Psychological stress 

High levels of stress can lead to immunosuppression, so while elite endurance athletes are susceptible to increased risk of infections due to their high training load, recreational endurance athletes can be too because of juggling their training schedule with the demands of family and work. This highlights the importance of supporting athletes to manage their stress loads more effectively. Psychological stress also needs to be considered when preparing for competitions, which can involve long-haul travel (increasing exposure to infectious agents) and poor sleep.

Heart Rate Variability (HRV) is a useful non-invasive tool to monitor the nervous system’s response to stress and to regulate training load, if required. A high HRV indicates more resilience to stress and greater cardiovascular fitness, while a low HRV has been linked to depression and anxiety.

How can nutrition help?

It is important that the athlete’s macronutrient requirements are met. Sufficient dietary carbohydrate intake can support plasma glucose levels, which in-turn may reduce the release of cortisol, and consequently decrease the levels of stress placed on the immune system. Conventional sports nutrition guidelines suggest that 30 to 60 grams of carbohydrates should be consumed per hour of exercise, and that endurance athletes require a daily consumption of 1.2g to 1.6g of protein per kg of body mass.

A diet rich in micronutrients from fresh fruit and vegetables (organic, where possible) is important to mitigate oxidative stress and to regulate the inflammatory response. Some micronutrients and their benefits are listed below:

  • - Phytonutrients such as catechins found in cocoa, green tea and grapes have anti-inflammatory action and can protect cartilage, while quercetin found in apples, green tea and berries has antioxidant properties and can improve lean body mass, basal metabolic rate and total energy expenditure in athletes.
  • - Key antioxidants:
    • - Vitamin A: important for eye health, protects mucus integrity and supports reproduction
    • - Vitamin C: important for collagen production, protein metabolism and supports adrenal function
    • - Vitamin E: involved in the production of smooth muscle cells and regulates gene expression
    • - Copper: required for immune function, bone and connective tissue health, and supports the cardiovascular system
    • - Zinc: vital for cell growth and replication, and immunity, and supports carbohydrate metabolism
    • - Selenium: supports thyroid function

Other important nutrients:

  • - Vitamin D3 is important for antimicrobial activity and is involved in immune cell regulation.
  • - Iron is necessary for immune cell production, oxygen transport and energy production. Vegan and vegetarian athletes need to combine vitamin C with plant-based iron to increase absorption.
  • - The omega-6 to omega-3 ratio should be monitored to ensure an adequate intake of anti-inflammatory omega-3 fatty acids.
  • - Considering that around 70 per cent of the immune system is contained within the gut, with 80 per cent of secretory IgA in the gut-associated lymphoid tissue,  probiotics may reduce the risk of URTIs and gastrointestinal illness during stressful periods of training and competition.
  • - Glutamine can be deficient in overtrained athletes and can be significantly reduced following intense training efforts, which can compromise lymphocyte immune cell function.

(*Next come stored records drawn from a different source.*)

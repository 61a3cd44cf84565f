//! Timer table: at most one armed timer per proposal
//!
//! Each proposal ID maps to one slot. A slot is stamped with a generation so
//! that a timer task can only act on the slot it was armed with; a stray
//! task from a cancelled or replaced slot finds its generation gone and stops.

use std::collections::HashMap;

use tokio::sync::Mutex;
use tokio::task::JoinHandle;
use tracing::debug;

/// Result of arming a proposal
#[derive(Debug, Clone, Copy, PartialEq, Eq)]
pub enum ArmOutcome {
    /// A new timer was scheduled
    Armed,
    /// A timer for this proposal already exists; nothing was scheduled
    AlreadyArmed,
}

#[derive(Debug, Clone, Copy, PartialEq, Eq)]
enum Phase {
    Waiting,
    Evaluating,
}

#[derive(Debug)]
struct Slot {
    generation: u64,
    phase: Phase,
    handle: Option<JoinHandle<()>>,
}

#[derive(Debug, Default)]
struct TableState {
    next_generation: u64,
    slots: HashMap<String, Slot>,
}

impl TableState {
    fn fresh_slot(&mut self) -> Slot {
        self.next_generation += 1;
        Slot {
            generation: self.next_generation,
            phase: Phase::Waiting,
            handle: None,
        }
    }
}

/// Armed timers keyed by proposal ID
#[derive(Debug, Default)]
pub struct TimerTable {
    state: Mutex<TableState>,
}

impl TimerTable {
    pub fn new() -> Self {
        Self::default()
    }

    /// Claim a slot for `id`, returning its generation
    ///
    /// Returns `None` when the proposal already has a slot.
    pub async fn reserve(&self, id: &str) -> Option<u64> {
        let mut state = self.state.lock().await;
        if state.slots.contains_key(id) {
            debug!(%id, "reserve: already armed");
            return None;
        }
        let slot = state.fresh_slot();
        let generation = slot.generation;
        state.slots.insert(id.to_string(), slot);
        debug!(%id, generation, "reserve: slot claimed");
        Some(generation)
    }

    /// Record the task driving a slot
    ///
    /// If the slot was cancelled or replaced meanwhile, the task is aborted.
    pub async fn attach(&self, id: &str, generation: u64, handle: JoinHandle<()>) {
        let mut state = self.state.lock().await;
        match state.slots.get_mut(id) {
            Some(slot) if slot.generation == generation => slot.handle = Some(handle),
            _ => {
                debug!(%id, generation, "attach: slot gone, aborting task");
                handle.abort();
            }
        }
    }

    /// Mark a slot as evaluating; false if the slot is no longer this generation's
    pub async fn begin_evaluation(&self, id: &str, generation: u64) -> bool {
        let mut state = self.state.lock().await;
        match state.slots.get_mut(id) {
            Some(slot) if slot.generation == generation && slot.phase == Phase::Waiting => {
                slot.phase = Phase::Evaluating;
                true
            }
            _ => {
                debug!(%id, generation, "begin_evaluation: stale timer");
                false
            }
        }
    }

    /// Replace an evaluating slot with a fresh waiting one, returning the new generation
    pub async fn rearm(&self, id: &str, generation: u64) -> Option<u64> {
        let mut state = self.state.lock().await;
        let current = state.slots.get(id).map(|s| s.generation);
        if current != Some(generation) {
            debug!(%id, generation, "rearm: slot gone");
            return None;
        }
        let slot = state.fresh_slot();
        let next = slot.generation;
        // The old handle belongs to the task calling us; drop it without aborting.
        state.slots.insert(id.to_string(), slot);
        debug!(%id, generation, next, "rearm: slot renewed");
        Some(next)
    }

    /// Free a slot after its evaluation finished
    pub async fn release(&self, id: &str, generation: u64) {
        let mut state = self.state.lock().await;
        if state.slots.get(id).is_some_and(|s| s.generation == generation) {
            state.slots.remove(id);
            debug!(%id, generation, "release: slot freed");
        }
    }

    /// Cancel a proposal's timer; true if one was armed
    pub async fn cancel(&self, id: &str) -> bool {
        let mut state = self.state.lock().await;
        match state.slots.remove(id) {
            Some(slot) => {
                debug!(%id, generation = slot.generation, "cancel: aborting timer");
                if let Some(handle) = slot.handle {
                    handle.abort();
                }
                true
            }
            None => false,
        }
    }

    /// Whether `id` has a slot
    pub async fn is_armed(&self, id: &str) -> bool {
        self.state.lock().await.slots.contains_key(id)
    }

    /// IDs with a slot, sorted
    pub async fn armed_ids(&self) -> Vec<String> {
        let state = self.state.lock().await;
        let mut ids: Vec<String> = state.slots.keys().cloned().collect();
        ids.sort();
        ids
    }

    /// Abort every timer, returning how many were armed
    pub async fn shutdown(&self) -> usize {
        let mut state = self.state.lock().await;
        let count = state.slots.len();
        for (id, slot) in state.slots.drain() {
            debug!(%id, "shutdown: aborting timer");
            if let Some(handle) = slot.handle {
                handle.abort();
            }
        }
        count
    }
}
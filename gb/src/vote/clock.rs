//! Wall-clock source for deadlines

use tokio::time::Instant;
use tracing::debug;

/// Source of the current time in Unix milliseconds
pub trait Clock: Send + Sync {
    fn now_ms(&self) -> i64;
}

/// The system wall clock
#[derive(Debug, Clone, Copy, Default)]
pub struct SystemClock;

impl Clock for SystemClock {
    fn now_ms(&self) -> i64 {
        crate::domain::now_ms()
    }
}

/// Wall clock anchored at a fixed instant and advanced by the tokio clock
///
/// Under a paused runtime (`start_paused = true`) it moves only when the
/// runtime's time does, so deadlines and timers stay in lockstep.
#[derive(Debug)]
pub struct TokioClock {
    origin_ms: i64,
    origin: Instant,
}

impl TokioClock {
    pub fn starting_at(origin_ms: i64) -> Self {
        debug!(origin_ms, "TokioClock::starting_at: called");
        Self {
            origin_ms,
            origin: Instant::now(),
        }
    }
}

impl Clock for TokioClock {
    fn now_ms(&self) -> i64 {
        self.origin_ms + self.origin.elapsed().as_millis() as i64
    }
}
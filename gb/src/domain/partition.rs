//! Lifecycle partitions
//!
//! Each partition is one sheet of the workbook.

use serde::{Deserialize, Serialize};
use tracing::debug;

/// The durable bucket a proposal lives in
#[derive(Debug, Clone, Copy, PartialEq, Eq, Hash, Serialize, Deserialize)]
#[serde(rename_all = "kebab-case")]
pub enum Partition {
    /// Votes with a pending deadline
    InProgress,
    /// Votes that passed
    Approved,
    /// Votes that failed after exhausting renewals
    Denied,
}

impl Partition {
    /// Read order used when listing the workbook
    pub const ALL: [Partition; 3] = [Partition::Approved, Partition::InProgress, Partition::Denied];

    /// Scan order used when locating a row for removal (first match wins)
    pub const REMOVAL_ORDER: [Partition; 3] = [Partition::Approved, Partition::Denied, Partition::InProgress];

    /// Sheet (tab) name in the workbook
    pub fn sheet_name(&self) -> &'static str {
        match self {
            Self::InProgress => "In Progress",
            Self::Approved => "Approved",
            Self::Denied => "Denied/Postponed",
        }
    }

    /// All sheet names, in read order
    pub fn sheet_names() -> [&'static str; 3] {
        Self::ALL.map(|p| p.sheet_name())
    }

    /// Reverse of [`Partition::sheet_name`]
    pub fn from_sheet_name(name: &str) -> Option<Self> {
        debug!(%name, "Partition::from_sheet_name: called");
        Self::ALL.into_iter().find(|p| p.sheet_name() == name)
    }
}

impl std::fmt::Display for Partition {
    fn fmt(&self, f: &mut std::fmt::Formatter<'_>) -> std::fmt::Result {
        write!(f, "{}", self.sheet_name())
    }
}

impl std::str::FromStr for Partition {
    type Err = String;

    fn from_str(s: &str) -> Result<Self, Self::Err> {
        match s.to_lowercase().replace(['_', ' '], "-").as_str() {
            "in-progress" | "inprogress" | "pending" => Ok(Self::InProgress),
            "approved" | "passed" => Ok(Self::Approved),
            "denied" | "denied/postponed" | "failed" => Ok(Self::Denied),
            _ => Err(format!(
                "Unknown partition: {}. Use: in-progress, approved, or denied",
                s
            )),
        }
    }
}

#[cfg(test)]
mod tests {
    use super::*;

    #[test]
    fn test_sheet_names_round_trip() {
        for partition in Partition::ALL {
            assert_eq!(Partition::from_sheet_name(partition.sheet_name()), Some(partition));
        }
        assert_eq!(Partition::from_sheet_name("Archive"), None);
    }

    #[test]
    fn test_removal_order_covers_every_partition() {
        let mut order = Partition::REMOVAL_ORDER.to_vec();
        order.sort_by_key(|p| p.sheet_name());
        let mut all = Partition::ALL.to_vec();
        all.sort_by_key(|p| p.sheet_name());
        assert_eq!(order, all);
    }

    #[test]
    fn test_from_str() {
        assert_eq!("in-progress".parse::<Partition>(), Ok(Partition::InProgress));
        assert_eq!("In Progress".parse::<Partition>(), Ok(Partition::InProgress));
        assert_eq!("approved".parse::<Partition>(), Ok(Partition::Approved));
        assert_eq!("Denied/Postponed".parse::<Partition>(), Ok(Partition::Denied));
        assert!("archived".parse::<Partition>().is_err());
    }
}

As well as ensuring that the athlete’s nutritional needs are met, lifestyle support is also important to ensure that the athlete is managing stress levels, training load, personal hygiene and sleep, to provide the body and mind with the tools to cope with the psychological and physiological demands of training and competition. These factors should help reduce the risk of URTIs and tissue damage, and promote optimal performance and recovery for training and competitions.

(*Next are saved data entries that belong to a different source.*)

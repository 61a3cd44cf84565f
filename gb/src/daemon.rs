//! Daemon wiring
//!
//! Builds the store, chat client, and vote engine from configuration, runs
//! startup recovery, then sweeps on an interval until a shutdown signal.
//! Armed timers are aborted on shutdown; the next start re-arms them from
//! the store.

use std::future::Future;
use std::sync::Arc;
use std::time::Duration;

use eyre::{Context, Result};
use sheetstore::{GoogleSheets, GoogleSheetsConfig, MemorySheets, Sheets};
use tracing::{debug, error, info, warn};

use crate::chat::{ChatPlatform, DiscordClient, DiscordConfig};
use crate::config::{Config, SheetsBackend};
use crate::domain::Partition;
use crate::store::ProposalStore;
use crate::vote::{SystemClock, VoteEngine, recover, sweep};

/// Open the configured proposal store
pub fn open_store(config: &Config) -> Result<ProposalStore> {
    debug!(backend = ?config.sheets.backend, "open_store: called");
    let settings = &config.sheets;
    let sheets: Arc<dyn Sheets> = match settings.backend {
        SheetsBackend::File => {
            let path = settings.expanded_file_path();
            info!(path = %path.display(), "Using file-backed proposal store");
            let book = MemorySheets::open(&path, &Partition::sheet_names(), settings.header_rows)
                .context(format!("Failed to open workbook {}", path.display()))?;
            Arc::new(book)
        }
        SheetsBackend::Google => {
            let access_token = std::env::var(&settings.token_env)
                .context(format!("{} environment variable not set", settings.token_env))?;
            info!(spreadsheet_id = %settings.spreadsheet_id, "Using Google Sheets proposal store");
            let client = GoogleSheets::new(GoogleSheetsConfig {
                spreadsheet_id: settings.spreadsheet_id.clone(),
                access_token,
                base_url: settings.base_url.clone(),
                timeout: settings.timeout(),
            })
            .context("Failed to create Google Sheets client")?;
            Arc::new(client)
        }
    };
    Ok(ProposalStore::new(sheets, settings.header_rows))
}

/// Open the Discord client
pub fn open_chat(config: &Config) -> Result<Arc<dyn ChatPlatform>> {
    debug!(base_url = %config.discord.base_url, "open_chat: called");
    let token = std::env::var(&config.discord.token_env)
        .context(format!("{} environment variable not set", config.discord.token_env))?;
    let client = DiscordClient::new(DiscordConfig {
        token,
        base_url: config.discord.base_url.clone(),
        timeout: config.discord.timeout(),
    })
    .context("Failed to create Discord client")?;
    Ok(Arc::new(client))
}

/// Build a vote engine on the wall clock
pub fn build_engine(config: &Config) -> Result<Arc<VoteEngine>> {
    debug!("build_engine: called");
    let store = open_store(config)?;
    let chat = open_chat(config)?;
    let rules = config.vote.to_rules();
    Ok(Arc::new(VoteEngine::new(store, chat, Arc::new(SystemClock), rules)))
}

/// Run the daemon until SIGINT or SIGTERM
pub async fn run_daemon(config: &Config) -> Result<()> {
    debug!("run_daemon: called");
    config.validate()?;
    let engine = build_engine(config)?;
    info!(rules = ?engine.rules(), "Daemon starting");

    run_until(engine, config.vote.sweep_interval(), shutdown_signal()).await
}

/// Recover, then sweep every `interval` until `shutdown` resolves
pub async fn run_until<F>(engine: Arc<VoteEngine>, interval: Duration, shutdown: F) -> Result<()>
where
    F: Future<Output = ()>,
{
    debug!(?interval, "run_until: called");
    recover(&engine).await.context("Startup recovery failed")?;

    let sweeper = {
        let engine = Arc::clone(&engine);
        tokio::spawn(async move {
            let mut ticker = tokio::time::interval(interval);
            // The first tick fires immediately; recovery already covered it
            ticker.tick().await;
            loop {
                ticker.tick().await;
                match sweep(&engine).await {
                    Ok(stats) if stats.armed > 0 => info!(%stats, "Sweep armed votes"),
                    Ok(stats) => debug!(%stats, "run_until: sweep found nothing new"),
                    Err(e) => error!(error = %e, "Sweep failed"),
                }
            }
        })
    };

    shutdown.await;
    info!("Daemon shutting down...");

    sweeper.abort();
    let aborted = engine.shutdown().await;
    info!(aborted, "Armed timers aborted");
    debug!("run_until: shutdown complete");
    Ok(())
}

/// Resolves on SIGINT or SIGTERM (Ctrl+C off Unix)
async fn shutdown_signal() {
    debug!("shutdown_signal: setting up signal handlers");
    #[cfg(unix)]
    {
        use tokio::signal::unix::{SignalKind, signal};

        match (signal(SignalKind::interrupt()), signal(SignalKind::terminate())) {
            (Ok(mut sigint), Ok(mut sigterm)) => {
                tokio::select! {
                    _ = sigint.recv() => warn!("SIGINT received"),
                    _ = sigterm.recv() => warn!("SIGTERM received"),
                }
                return;
            }
            (Err(e), _) | (_, Err(e)) => {
                warn!(error = %e, "Failed to install signal handlers, falling back to Ctrl+C");
            }
        }
    }

    if let Err(e) = tokio::signal::ctrl_c().await {
        error!(error = %e, "Failed to listen for Ctrl+C");
    }
}

#[cfg(test)]
mod tests {
    use super::*;
    use crate::chat::MemoryChat;
    use crate::domain::{DevType, Proposal, VoteContext};
    use crate::store::DEFAULT_HEADER_ROWS;
    use crate::vote::{TokioClock, VoteRules};
    use tokio::sync::oneshot;

    const T0: i64 = 1_700_000_000_000;

    #[test]
    fn test_open_file_store() {
        let dir = tempfile::tempdir().unwrap();
        let mut config = Config::default();
        config.sheets.file_path = dir.path().join("book.json").to_string_lossy().into_owned();
        assert!(open_store(&config).is_ok());
        assert!(dir.path().join("book.json").exists());
    }

    #[test]
    fn test_open_chat_needs_token() {
        let mut config = Config::default();
        config.discord.token_env = "GOVBOT_TEST_UNSET_DISCORD".to_string();
        assert!(open_chat(&config).is_err());
    }

    #[tokio::test(start_paused = true)]
    async fn test_sweep_arms_rows_added_while_running() {
        let sheets = Arc::new(MemorySheets::with_headers(&Partition::sheet_names(), DEFAULT_HEADER_ROWS));
        let store = ProposalStore::new(sheets, DEFAULT_HEADER_ROWS);
        let chat = Arc::new(MemoryChat::new());
        let clock = Arc::new(TokioClock::starting_at(T0));
        let engine = Arc::new(VoteEngine::new(store.clone(), chat, clock, VoteRules::default()));

        let (tx, rx) = oneshot::channel::<()>();
        let handle = tokio::spawn(run_until(Arc::clone(&engine), Duration::from_secs(60), async move {
            let _ = rx.await;
        }));
        tokio::time::sleep(Duration::from_secs(1)).await;

        // Row written by another process, e.g. `gb propose`
        let proposal = Proposal::with_id("p1", "Station", "d", "alice", DevType::Rail)
            .with_context(VoteContext::new("m1", "c1", "42", "✋", 24.0))
            .with_action_date(T0 + 3_600_000);
        store.insert(&proposal, Partition::InProgress).await.unwrap();
        assert!(!engine.is_armed("p1").await);

        tokio::time::sleep(Duration::from_secs(61)).await;
        assert!(engine.is_armed("p1").await);

        tx.send(()).unwrap();
        handle.await.unwrap().unwrap();
        assert!(engine.armed_ids().await.is_empty());
    }

    #[tokio::test(start_paused = true)]
    async fn test_sweep_sees_rows_from_another_process() {
        let dir = tempfile::tempdir().unwrap();
        let mut config = Config::default();
        config.sheets.file_path = dir.path().join("book.json").to_string_lossy().into_owned();

        let chat = Arc::new(MemoryChat::new());
        let clock = Arc::new(TokioClock::starting_at(T0));
        let engine = Arc::new(VoteEngine::new(
            open_store(&config).unwrap(),
            chat,
            clock,
            VoteRules::default(),
        ));
        let mine = Proposal::with_id("p1", "Station", "d", "alice", DevType::Rail)
            .with_context(VoteContext::new("m1", "c1", "42", "✋", 24.0))
            .with_action_date(T0 + 7_200_000);
        engine.store().insert(&mine, Partition::InProgress).await.unwrap();

        let (tx, rx) = oneshot::channel::<()>();
        let handle = tokio::spawn(run_until(Arc::clone(&engine), Duration::from_secs(60), async move {
            let _ = rx.await;
        }));
        tokio::time::sleep(Duration::from_secs(1)).await;
        assert!(engine.is_armed("p1").await);

        // `gb propose` opens its own handle on the same workbook
        let cli = open_store(&config).unwrap();
        let theirs = Proposal::with_id("p2", "Depot", "d", "bob", DevType::Town)
            .with_context(VoteContext::new("m2", "c1", "43", "✋", 24.0))
            .with_action_date(T0 + 3_600_000);
        cli.insert(&theirs, Partition::InProgress).await.unwrap();

        tokio::time::sleep(Duration::from_secs(61)).await;
        assert!(engine.is_armed("p2").await);

        // A daemon write afterwards keeps the other process's row on disk
        engine.store().update(&mine.clone().with_action_date(T0 + 10_800_000)).await.unwrap();
        let reopened = open_store(&config).unwrap().list_all().await.unwrap();
        assert_eq!(reopened.in_progress.len(), 2);

        tx.send(()).unwrap();
        handle.await.unwrap().unwrap();
    }
}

  1. Cruz G et al (2016). Leukocyte populations are associated with heart rate variability after a triathlon. J Hum Kinet. 54(1):55-63.
  1. Elkington L et al (2015). Inflammation and immune function. Antioxidants in Sports Nutrition. CRC Press/Taylor & Frances.
  1. Horn PL et al (2010). Lower white blood cell counts in elite athletes training for highly aerobic sports. Eur J Appl Physiol. 110(5):925-932.
  1. Moreira A et al (2009). Does exercise increase the risk of upper respiratory tract infections? Br Med Bull. 90:111-131.